Elle contemple l'étendue chaque jour croissante des fatigues. Elle sourit. On pourrait même parler de bonheur. Une espèce singulière du bonheur. Une manière d'être heureuse qui n'empêche pas la souffrance, qui ne gêne pas le désespoir en cours. Un roseau sur le bord des eaux noires. Elle est dans le souci incessant de l'enfant, dans la veille insomniaque. Elle est dans ce souci pour tous ceux qui l'approchent. C'est une façon apprise dans l'enfance. C'est une nature seconde, plus forte que sa nature. C'est sa façon d'aimer, elle n'en connaît pas d'autre : d'un amour de pure perte. D'un amour survivant à toutes fins. D'un amour survivant à l'amour. L'enfant grandit, fortifié d'elle. Les premiers pas, les premiers mots. Les heures d'école.

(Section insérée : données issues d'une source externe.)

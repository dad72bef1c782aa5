//! Common types shared across the executor.

// ============================================================================
// Viewport
// ============================================================================

/// Pixel viewport with a `[0, 1]` depth range. Origin is top-left.
#[derive(Debug, Clone, Copy, PartialEq)]
pub struct Viewport {
    pub x: f32,
    pub y: f32,
    pub width: f32,
    pub height: f32,
    pub min_depth: f32,
    pub max_depth: f32,
}

impl Default for Viewport {
    fn default() -> Self {
        Self::new(0.0, 0.0, 0.0, 0.0)
    }
}

impl Viewport {
    pub fn new(x: f32, y: f32, width: f32, height: f32) -> Self {
        Self {
            x,
            y,
            width,
            height,
            min_depth: 0.0,
            max_depth: 1.0,
        }
    }

    /// Viewport covering a scissor rectangle.
    pub fn from_rect(rect: ScissorRect) -> Self {
        Self::new(
            rect.x as f32,
            rect.y as f32,
            rect.width as f32,
            rect.height as f32,
        )
    }

    pub fn has_area(&self) -> bool {
        self.width > 0.0 && self.height > 0.0
    }
}

// ============================================================================
// Scissor Rectangle
// ============================================================================

/// Integer rectangle in pixels, used for scissors and render areas.
#[derive(Debug, Clone, Copy, PartialEq, Eq, Hash, Default)]
pub struct ScissorRect {
    pub x: i32,
    pub y: i32,
    pub width: u32,
    pub height: u32,
}

impl ScissorRect {
    pub fn new(x: i32, y: i32, width: u32, height: u32) -> Self {
        Self {
            x,
            y,
            width,
            height,
        }
    }

    /// Rectangle at the origin.
    pub fn from_dimensions(width: u32, height: u32) -> Self {
        Self::new(0, 0, width, height)
    }
}

// ============================================================================
// Normalized rectangle
// ============================================================================

/// Rectangle in normalized `[0, 1]` coordinates, e.g. a camera viewport.
#[derive(Debug, Clone, Copy, PartialEq)]
pub struct NormalizedRect {
    pub x: f32,
    pub y: f32,
    pub width: f32,
    pub height: f32,
}

impl NormalizedRect {
    pub const FULL: Self = Self::new(0.0, 0.0, 1.0, 1.0);

    pub const fn new(x: f32, y: f32, width: f32, height: f32) -> Self {
        Self {
            x,
            y,
            width,
            height,
        }
    }

    /// Scale to a pixel rectangle of the given extent.
    pub fn to_pixels(&self, width: u32, height: u32) -> ScissorRect {
        ScissorRect::new(
            (self.x * width as f32) as i32,
            (self.y * height as f32) as i32,
            (self.width * width as f32) as u32,
            (self.height * height as f32) as u32,
        )
    }
}

impl Default for NormalizedRect {
    fn default() -> Self {
        Self::FULL
    }
}

// ============================================================================
// Extent3d
// ============================================================================

/// Texture size. `depth` is 1 for 2D textures.
#[derive(Debug, Clone, Copy, PartialEq, Eq, Hash, Default)]
pub struct Extent3d {
    pub width: u32,
    pub height: u32,
    pub depth: u32,
}

impl Extent3d {
    pub fn new_2d(width: u32, height: u32) -> Self {
        Self {
            width,
            height,
            depth: 1,
        }
    }
}

// ============================================================================
// Color
// ============================================================================

/// Linear RGBA color.
#[derive(Debug, Clone, Copy, PartialEq, Default)]
pub struct Color {
    pub r: f32,
    pub g: f32,
    pub b: f32,
    pub a: f32,
}

impl Color {
    pub const BLACK: Self = Self::new(0.0, 0.0, 0.0, 1.0);
    pub const TRANSPARENT: Self = Self::new(0.0, 0.0, 0.0, 0.0);
    pub const WHITE: Self = Self::new(1.0, 1.0, 1.0, 1.0);

    pub const fn new(r: f32, g: f32, b: f32, a: f32) -> Self {
        Self { r, g, b, a }
    }
}
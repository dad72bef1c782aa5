//! Texture formats, usages and creation descriptors.

use super::Extent3d;
use bitflags::bitflags;

/// Pixel format of a render target or sampled texture.
#[derive(Debug, Clone, Copy, PartialEq, Eq, Hash, Default)]
#[non_exhaustive]
pub enum TextureFormat {
    R8Unorm,
    R32Float,
    #[default]
    Rgba8Unorm,
    Rgba8UnormSrgb,
    /// Typical swapchain format.
    Bgra8Unorm,
    Bgra8UnormSrgb,
    /// HDR scene color.
    Rgba16Float,
    Rgba32Float,
    Depth24PlusStencil8,
    Depth32Float,
}

impl TextureFormat {
    pub fn is_depth_stencil(&self) -> bool {
        matches!(self, Self::Depth24PlusStencil8 | Self::Depth32Float)
    }
}

#[derive(Debug, Clone, Copy, PartialEq, Eq, Hash, Default)]
pub enum TextureDimension {
    D1,
    #[default]
    D2,
    D3,
}

bitflags! {
    /// How the device may use a texture.
    #[derive(Debug, Clone, Copy, PartialEq, Eq, Hash, Default)]
    pub struct TextureUsage: u32 {
        const COPY_SRC = 1 << 0;
        const COPY_DST = 1 << 1;
        const TEXTURE_BINDING = 1 << 2;
        const STORAGE_BINDING = 1 << 3;
        const COLOR_ATTACHMENT = 1 << 4;
        const DEPTH_STENCIL_ATTACHMENT = 1 << 5;
        /// Read as a subpass input inside the pass that wrote it.
        const INPUT_ATTACHMENT = 1 << 6;
        /// Variable shading rate image.
        const SHADING_RATE = 1 << 7;
    }
}

/// Everything the device needs to create or resize a texture.
///
/// The cache compares descriptors to decide between resizing a texture in
/// place and recreating it, so every field except `size` counts as
/// identity.
#[derive(Debug, Clone, PartialEq, Eq, Hash)]
pub struct TextureDescriptor {
    pub label: Option<String>,
    pub dimension: TextureDimension,
    pub size: Extent3d,
    pub mip_level_count: u32,
    pub sample_count: u32,
    pub format: TextureFormat,
    pub usage: TextureUsage,
}

impl TextureDescriptor {
    pub fn new_2d(width: u32, height: u32, format: TextureFormat, usage: TextureUsage) -> Self {
        Self {
            size: Extent3d::new_2d(width, height),
            format,
            usage,
            ..Self::default()
        }
    }

    pub fn with_label(mut self, label: impl Into<String>) -> Self {
        self.label = Some(label.into());
        self
    }
}

impl Default for TextureDescriptor {
    fn default() -> Self {
        Self {
            label: None,
            dimension: TextureDimension::D2,
            size: Extent3d::default(),
            mip_level_count: 1,
            sample_count: 1,
            format: TextureFormat::default(),
            usage: TextureUsage::empty(),
        }
    }
}
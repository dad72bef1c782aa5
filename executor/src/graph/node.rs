//! Frame graph node kinds.

use std::sync::Arc;

use bitflags::bitflags;

use crate::scene::{Camera, LightInfo, Material};
use crate::types::Viewport;

use super::pass::{
    ClearPass, ComputePass, ComputeSubpass, CopyPass, Dispatch, MovePass, RasterPass,
    RasterSubpass, RaytracePass, ResolvePass,
};

/// Sorting hint of a render queue.
#[derive(Debug, Clone, Copy, PartialEq, Eq, Hash, Default)]
pub enum QueueHint {
    #[default]
    None,
    Opaque,
    Mask,
    Blend,
}

/// A render queue inside a raster pass.
#[derive(Debug, Clone, Copy, PartialEq, Default)]
pub struct QueueNode {
    pub hint: QueueHint,
    /// Overrides the per-scene render area when set.
    pub viewport: Option<Viewport>,
}

impl QueueNode {
    pub fn new(hint: QueueHint) -> Self {
        Self {
            hint,
            viewport: None,
        }
    }

    pub fn with_viewport(mut self, viewport: Viewport) -> Self {
        self.viewport = Some(viewport);
        self
    }
}

bitflags! {
    /// Semantic content of a scene or blit node.
    #[derive(Debug, Clone, Copy, PartialEq, Eq, Hash, Default)]
    pub struct SceneFlags: u32 {
        const OPAQUE = 1 << 0;
        const MASK = 1 << 1;
        const BLEND = 1 << 2;
        const SHADOW_CASTER = 1 << 3;
        const UI = 1 << 4;
        const GEOMETRY = 1 << 5;
        const REFLECTION_PROBE = 1 << 6;
        const VOLUMETRIC_LIGHTING = 1 << 7;
        const DEFAULT_LIGHTING = 1 << 8;
        const CUTOUT = 1 << 9;

        const OPAQUE_OBJECT = Self::OPAQUE.bits();
        const CUTOUT_OBJECT = Self::MASK.bits() | Self::CUTOUT.bits();
        const TRANSPARENT_OBJECT = Self::BLEND.bits();
    }
}

/// A camera's scene drawn into a queue.
#[derive(Debug, Clone)]
pub struct SceneData {
    pub camera: Arc<Camera>,
    /// Light the scene is rendered for, e.g. the caster of a shadow map.
    pub light: LightInfo,
    pub flags: SceneFlags,
}

impl SceneData {
    pub fn new(camera: Arc<Camera>, flags: SceneFlags) -> Self {
        Self {
            camera,
            light: LightInfo::default(),
            flags,
        }
    }

    pub fn with_light(mut self, light: LightInfo) -> Self {
        self.light = light;
        self
    }
}

/// A full-screen or camera-quad draw with a material pass.
#[derive(Debug, Clone)]
pub struct Blit {
    pub material: Arc<Material>,
    pub pass_index: usize,
    pub flags: SceneFlags,
    pub camera: Option<Arc<Camera>>,
}

impl Blit {
    pub fn new(material: Arc<Material>, pass_index: usize, flags: SceneFlags) -> Self {
        Self {
            material,
            pass_index,
            flags,
            camera: None,
        }
    }

    pub fn with_camera(mut self, camera: Arc<Camera>) -> Self {
        self.camera = Some(camera);
        self
    }
}

/// Payload of a frame graph node.
#[derive(Debug, Clone)]
pub enum Node {
    RasterPass(RasterPass),
    RasterSubpass(RasterSubpass),
    ComputeSubpass(ComputeSubpass),
    Compute(ComputePass),
    Queue(QueueNode),
    Scene(SceneData),
    Blit(Blit),
    Dispatch(Dispatch),
    Copy(CopyPass),
    Move(MovePass),
    Resolve(ResolvePass),
    Raytrace(RaytracePass),
    Clear(ClearPass),
}

impl Node {
    /// Short name of the node kind, for diagnostics.
    pub fn kind_name(&self) -> &'static str {
        match self {
            Self::RasterPass(_) => "raster pass",
            Self::RasterSubpass(_) => "raster subpass",
            Self::ComputeSubpass(_) => "compute subpass",
            Self::Compute(_) => "compute pass",
            Self::Queue(_) => "queue",
            Self::Scene(_) => "scene",
            Self::Blit(_) => "blit",
            Self::Dispatch(_) => "dispatch",
            Self::Copy(_) => "copy",
            Self::Move(_) => "move",
            Self::Resolve(_) => "resolve",
            Self::Raytrace(_) => "raytrace",
            Self::Clear(_) => "clear",
        }
    }

    /// Names of the resources the node references.
    pub fn resource_names(&self) -> Vec<&str> {
        fn compute(views: &[(String, Vec<super::ComputeView>)]) -> impl Iterator<Item = &str> {
            views.iter().map(|(name, _)| name.as_str())
        }
        fn pairs(pairs: &[super::TransferPair]) -> impl Iterator<Item = &str> {
            pairs
                .iter()
                .flat_map(|p| [p.source.as_str(), p.target.as_str()])
        }
        match self {
            Self::RasterPass(pass) => pass.resource_names().collect(),
            Self::RasterSubpass(sub) => sub
                .raster_views
                .iter()
                .map(|(name, _)| name.as_str())
                .chain(compute(&sub.compute_views))
                .collect(),
            Self::ComputeSubpass(sub) => compute(&sub.compute_views).collect(),
            Self::Compute(pass) => compute(&pass.compute_views).collect(),
            Self::Raytrace(pass) => compute(&pass.compute_views).collect(),
            Self::Copy(pass) => pairs(&pass.pairs).collect(),
            Self::Move(pass) => pairs(&pass.pairs).collect(),
            Self::Resolve(pass) => pairs(&pass.pairs).collect(),
            Self::Clear(pass) => pass.views.iter().map(|(name, _)| name.as_str()).collect(),
            Self::Queue(_) | Self::Scene(_) | Self::Blit(_) | Self::Dispatch(_) => Vec::new(),
        }
    }
}
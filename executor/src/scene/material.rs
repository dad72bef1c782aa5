//! Materials resolved to shader passes.

use crate::backend::{DescriptorSetId, DescriptorSetLayoutId, ShaderId, ShaderPassId};
use crate::graph::PhaseId;

/// One pass of a material, already resolved to device objects.
#[derive(Debug, Clone, Copy, PartialEq, Eq, Hash)]
pub struct MaterialPass {
    pub id: ShaderPassId,
    pub phase: PhaseId,
    pub shader: ShaderId,
    /// Material-frequency descriptor set.
    pub descriptor_set: DescriptorSetId,
    /// Layout of the per-draw local set.
    pub local_set_layout: DescriptorSetLayoutId,
}

/// A material with its passes in order.
#[derive(Debug, Clone, PartialEq, Default)]
pub struct Material {
    pub name: String,
    pub passes: Vec<MaterialPass>,
}

impl Material {
    pub fn new(name: impl Into<String>) -> Self {
        Self {
            name: name.into(),
            passes: Vec::new(),
        }
    }

    pub fn with_pass(mut self, pass: MaterialPass) -> Self {
        self.passes.push(pass);
        self
    }

    pub fn pass(&self, index: usize) -> Option<&MaterialPass> {
        self.passes.get(index)
    }
}
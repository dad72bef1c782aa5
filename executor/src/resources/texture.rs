//! Device texture cache entries.

use crate::backend::{FramebufferId, TextureId};
use crate::graph::{ResourceDesc, ResourceTraits, SwapchainTarget};
use crate::types::SamplerDescriptor;

/// The device object behind a logical resource.
#[derive(Debug, Clone, Copy, PartialEq, Eq)]
pub enum DeviceObject {
    /// Texture created and owned by the cache.
    Managed(TextureId),
    /// Texture supplied by the caller.
    Persistent(TextureId),
    /// Externally supplied framebuffer.
    Framebuffer(FramebufferId),
    /// Presentation surface.
    Swapchain(SwapchainTarget),
}

impl DeviceObject {
    /// Returns true if the cache created this object and must destroy it.
    pub fn is_owned(&self) -> bool {
        matches!(self, Self::Managed(_))
    }
}

/// A materialized logical resource.
///
/// Holds the device object together with the description and traits it
/// was created or last refreshed from.
#[derive(Debug, Clone, PartialEq)]
pub struct DeviceTexture {
    pub object: DeviceObject,
    pub desc: ResourceDesc,
    pub traits: ResourceTraits,
    pub sampler: SamplerDescriptor,
}

impl DeviceTexture {
    /// The sampleable texture, if the object has one.
    pub fn texture(&self) -> Option<TextureId> {
        match self.object {
            DeviceObject::Managed(texture) | DeviceObject::Persistent(texture) => Some(texture),
            DeviceObject::Swapchain(target) => Some(target.color_texture),
            DeviceObject::Framebuffer(_) => None,
        }
    }

    pub fn framebuffer(&self) -> Option<FramebufferId> {
        match self.object {
            DeviceObject::Framebuffer(framebuffer) => Some(framebuffer),
            _ => None,
        }
    }

    pub fn swapchain(&self) -> Option<&SwapchainTarget> {
        match &self.object {
            DeviceObject::Swapchain(target) => Some(target),
            _ => None,
        }
    }

    /// Returns true if a swapchain or framebuffer provides the attachment.
    pub fn is_backed(&self) -> bool {
        matches!(
            self.object,
            DeviceObject::Framebuffer(_) | DeviceObject::Swapchain(_)
        )
    }

    /// Extent of the render target this resource provides.
    pub fn extent(&self) -> (u32, u32) {
        match &self.object {
            DeviceObject::Swapchain(target) => (target.width, target.height),
            _ => (self.desc.width, self.desc.height),
        }
    }
}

Alors elle revient aux carnets. Doucement d'abord. Comme à la dérobée. Fautive. Dans les premières pages, elle colle des photographies de l'enfant. Puis, un peu plus loin, des fragments de peinture. Avec parfois une phrase d'un livre aimé. Un galet dans l'eau vive des lectures. Les images se font plus rares. Les phrases s'agrandissent. Toujours des citations –qu'elle corrige quelquefois. Elle dit : rectifié. Ca, c'est du Paul Eluard rectifié. Et ça, de l'Apollinaire, rectifié aussi. Elle change un mot, exile une virgule pour atteindre plus de fraîcheur. La convalescence se poursuit. La greffe prend bien. Elle renoue peu à peu avec sa voix, d'abord couverte par celle des autres.

Enfin elle n'écrit plus qu'elle-même. Seule et chantante. Désespérée et riante. L'enfant sommeille dans la chambre à côté. L'enfant qui bientôt la quittera.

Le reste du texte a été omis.